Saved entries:

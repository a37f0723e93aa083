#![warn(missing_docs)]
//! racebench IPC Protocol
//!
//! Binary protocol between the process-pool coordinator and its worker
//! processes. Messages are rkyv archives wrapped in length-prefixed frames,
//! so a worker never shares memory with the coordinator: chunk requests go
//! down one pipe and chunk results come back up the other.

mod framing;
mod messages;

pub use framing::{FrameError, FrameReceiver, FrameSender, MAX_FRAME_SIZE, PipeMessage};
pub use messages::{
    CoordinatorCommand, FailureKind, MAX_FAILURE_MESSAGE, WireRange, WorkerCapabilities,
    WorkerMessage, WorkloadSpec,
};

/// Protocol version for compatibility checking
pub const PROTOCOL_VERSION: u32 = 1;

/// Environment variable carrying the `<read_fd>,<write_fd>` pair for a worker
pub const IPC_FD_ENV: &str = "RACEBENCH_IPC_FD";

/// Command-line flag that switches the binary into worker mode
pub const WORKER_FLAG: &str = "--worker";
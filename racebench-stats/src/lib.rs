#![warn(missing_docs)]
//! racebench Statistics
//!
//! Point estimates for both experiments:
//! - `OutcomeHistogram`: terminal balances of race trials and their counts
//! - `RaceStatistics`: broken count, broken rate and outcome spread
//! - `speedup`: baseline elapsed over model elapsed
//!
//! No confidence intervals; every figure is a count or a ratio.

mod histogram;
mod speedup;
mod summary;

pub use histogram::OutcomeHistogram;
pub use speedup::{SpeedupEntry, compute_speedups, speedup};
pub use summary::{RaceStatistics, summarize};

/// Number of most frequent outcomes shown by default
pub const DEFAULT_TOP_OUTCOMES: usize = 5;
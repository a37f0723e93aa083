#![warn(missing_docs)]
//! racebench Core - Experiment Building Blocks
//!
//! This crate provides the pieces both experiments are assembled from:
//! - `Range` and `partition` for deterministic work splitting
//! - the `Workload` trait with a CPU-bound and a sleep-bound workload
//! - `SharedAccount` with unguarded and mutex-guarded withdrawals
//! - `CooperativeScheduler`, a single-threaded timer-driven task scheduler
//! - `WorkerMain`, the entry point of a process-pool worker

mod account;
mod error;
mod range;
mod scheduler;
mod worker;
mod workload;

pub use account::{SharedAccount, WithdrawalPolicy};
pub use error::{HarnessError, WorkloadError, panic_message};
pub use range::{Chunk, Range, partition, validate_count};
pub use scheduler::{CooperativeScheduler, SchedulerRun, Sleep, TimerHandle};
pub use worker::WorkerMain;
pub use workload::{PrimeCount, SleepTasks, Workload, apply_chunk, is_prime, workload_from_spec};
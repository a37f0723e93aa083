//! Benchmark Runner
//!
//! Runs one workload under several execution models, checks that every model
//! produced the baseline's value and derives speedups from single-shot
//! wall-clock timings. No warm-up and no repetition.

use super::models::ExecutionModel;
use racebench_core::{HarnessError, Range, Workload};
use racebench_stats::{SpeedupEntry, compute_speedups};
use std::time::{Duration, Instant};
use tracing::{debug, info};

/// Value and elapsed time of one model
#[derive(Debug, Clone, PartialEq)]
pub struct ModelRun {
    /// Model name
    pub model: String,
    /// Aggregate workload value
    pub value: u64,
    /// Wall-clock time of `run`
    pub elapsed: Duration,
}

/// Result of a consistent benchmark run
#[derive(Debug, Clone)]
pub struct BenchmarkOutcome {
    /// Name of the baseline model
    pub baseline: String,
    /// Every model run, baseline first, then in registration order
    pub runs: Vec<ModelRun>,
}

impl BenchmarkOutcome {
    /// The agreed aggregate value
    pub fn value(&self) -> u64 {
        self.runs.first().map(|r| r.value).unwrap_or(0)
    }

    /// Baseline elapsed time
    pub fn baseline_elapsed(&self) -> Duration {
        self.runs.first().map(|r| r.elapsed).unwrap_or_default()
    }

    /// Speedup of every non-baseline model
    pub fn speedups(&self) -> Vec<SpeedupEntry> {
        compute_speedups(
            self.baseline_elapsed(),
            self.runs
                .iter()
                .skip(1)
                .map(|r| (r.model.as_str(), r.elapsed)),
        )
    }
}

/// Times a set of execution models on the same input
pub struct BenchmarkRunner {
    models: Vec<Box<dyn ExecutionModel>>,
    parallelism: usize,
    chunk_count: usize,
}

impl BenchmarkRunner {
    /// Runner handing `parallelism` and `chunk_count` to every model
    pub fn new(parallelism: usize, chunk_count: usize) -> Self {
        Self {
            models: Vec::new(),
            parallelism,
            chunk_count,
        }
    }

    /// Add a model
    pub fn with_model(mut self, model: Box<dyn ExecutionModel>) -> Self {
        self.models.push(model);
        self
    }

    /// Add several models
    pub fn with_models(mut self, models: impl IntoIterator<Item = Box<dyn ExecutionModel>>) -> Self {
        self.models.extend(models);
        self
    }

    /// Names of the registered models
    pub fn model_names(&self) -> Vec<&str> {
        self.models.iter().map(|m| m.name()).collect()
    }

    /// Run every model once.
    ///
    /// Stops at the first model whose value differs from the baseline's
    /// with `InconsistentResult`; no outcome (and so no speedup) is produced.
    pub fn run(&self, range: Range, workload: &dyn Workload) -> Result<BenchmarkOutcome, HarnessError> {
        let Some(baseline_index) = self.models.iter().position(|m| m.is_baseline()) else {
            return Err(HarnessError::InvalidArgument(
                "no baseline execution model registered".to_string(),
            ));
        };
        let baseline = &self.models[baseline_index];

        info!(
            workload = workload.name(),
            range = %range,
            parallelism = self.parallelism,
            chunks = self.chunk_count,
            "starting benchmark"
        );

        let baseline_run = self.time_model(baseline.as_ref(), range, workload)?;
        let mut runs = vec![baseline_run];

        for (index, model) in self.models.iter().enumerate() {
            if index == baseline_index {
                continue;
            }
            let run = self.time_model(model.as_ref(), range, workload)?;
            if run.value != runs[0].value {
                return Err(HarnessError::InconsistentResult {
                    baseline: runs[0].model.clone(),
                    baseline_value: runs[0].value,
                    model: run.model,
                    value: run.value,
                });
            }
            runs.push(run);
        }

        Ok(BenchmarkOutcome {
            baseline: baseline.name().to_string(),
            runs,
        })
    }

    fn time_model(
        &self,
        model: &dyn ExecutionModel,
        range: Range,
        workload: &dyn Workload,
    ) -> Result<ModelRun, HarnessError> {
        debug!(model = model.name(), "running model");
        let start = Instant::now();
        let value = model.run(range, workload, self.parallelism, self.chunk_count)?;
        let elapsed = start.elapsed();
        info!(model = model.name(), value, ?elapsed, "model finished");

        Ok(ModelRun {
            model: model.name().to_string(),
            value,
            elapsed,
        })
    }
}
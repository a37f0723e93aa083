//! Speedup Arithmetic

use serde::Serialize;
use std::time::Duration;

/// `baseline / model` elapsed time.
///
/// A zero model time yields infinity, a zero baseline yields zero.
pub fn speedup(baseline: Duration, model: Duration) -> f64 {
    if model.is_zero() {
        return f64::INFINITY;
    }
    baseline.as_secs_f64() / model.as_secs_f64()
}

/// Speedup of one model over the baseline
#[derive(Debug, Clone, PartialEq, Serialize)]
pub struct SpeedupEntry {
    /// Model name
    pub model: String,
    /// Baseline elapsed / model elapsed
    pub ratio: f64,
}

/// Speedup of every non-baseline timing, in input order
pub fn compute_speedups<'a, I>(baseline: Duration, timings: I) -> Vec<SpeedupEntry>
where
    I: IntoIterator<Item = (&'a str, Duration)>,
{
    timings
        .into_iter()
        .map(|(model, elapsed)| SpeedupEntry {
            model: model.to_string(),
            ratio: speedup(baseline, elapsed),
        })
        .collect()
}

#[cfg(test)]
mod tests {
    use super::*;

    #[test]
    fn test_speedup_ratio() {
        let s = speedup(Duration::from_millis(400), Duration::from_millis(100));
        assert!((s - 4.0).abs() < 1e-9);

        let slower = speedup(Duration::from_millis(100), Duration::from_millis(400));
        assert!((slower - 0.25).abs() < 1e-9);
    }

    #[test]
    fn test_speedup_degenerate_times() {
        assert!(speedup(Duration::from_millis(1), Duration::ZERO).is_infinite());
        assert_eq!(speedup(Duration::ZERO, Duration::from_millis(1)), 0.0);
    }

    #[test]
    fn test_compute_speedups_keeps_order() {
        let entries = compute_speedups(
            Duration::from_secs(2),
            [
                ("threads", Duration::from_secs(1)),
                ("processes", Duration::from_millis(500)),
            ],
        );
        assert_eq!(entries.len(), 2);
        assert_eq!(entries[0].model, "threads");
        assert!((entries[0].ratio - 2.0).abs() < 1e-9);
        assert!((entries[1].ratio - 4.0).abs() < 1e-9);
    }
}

**What you should do:**
Across the entries above, tally the lines that contain the string "const" and give that figure alone.

**Response to the task:**
4